▶ **Exercise description**: Wherever a line in the records below contains "heatmap", copy that line.

[Saved data entries]

[Start of section]

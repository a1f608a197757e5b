//! Presentation of prices and heatmap grids
//!
//! - [`heatmap`]: two-panel call/put heatmap as SVG
//! - [`summary`]: text table of the inputs and the headline prices
//! - [`export`]: CSV dump of a grid

pub mod colormap;
pub mod export;
pub mod heatmap;
pub mod summary;

pub use export::{write_grid_csv, write_grid_csv_file};
pub use heatmap::{draw_heatmaps, heatmap_svg_string, write_heatmap_svg, HeatmapStyle};
pub use summary::{price_panels, summary_table};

[End of section]

▶ **Result below**:
//! Presentation of prices and heatmap grids
//! - [`heatmap`]: two-panel call/put heatmap as SVG
pub mod heatmap;
pub use heatmap::{draw_heatmaps, heatmap_svg_string, write_heatmap_svg, HeatmapStyle};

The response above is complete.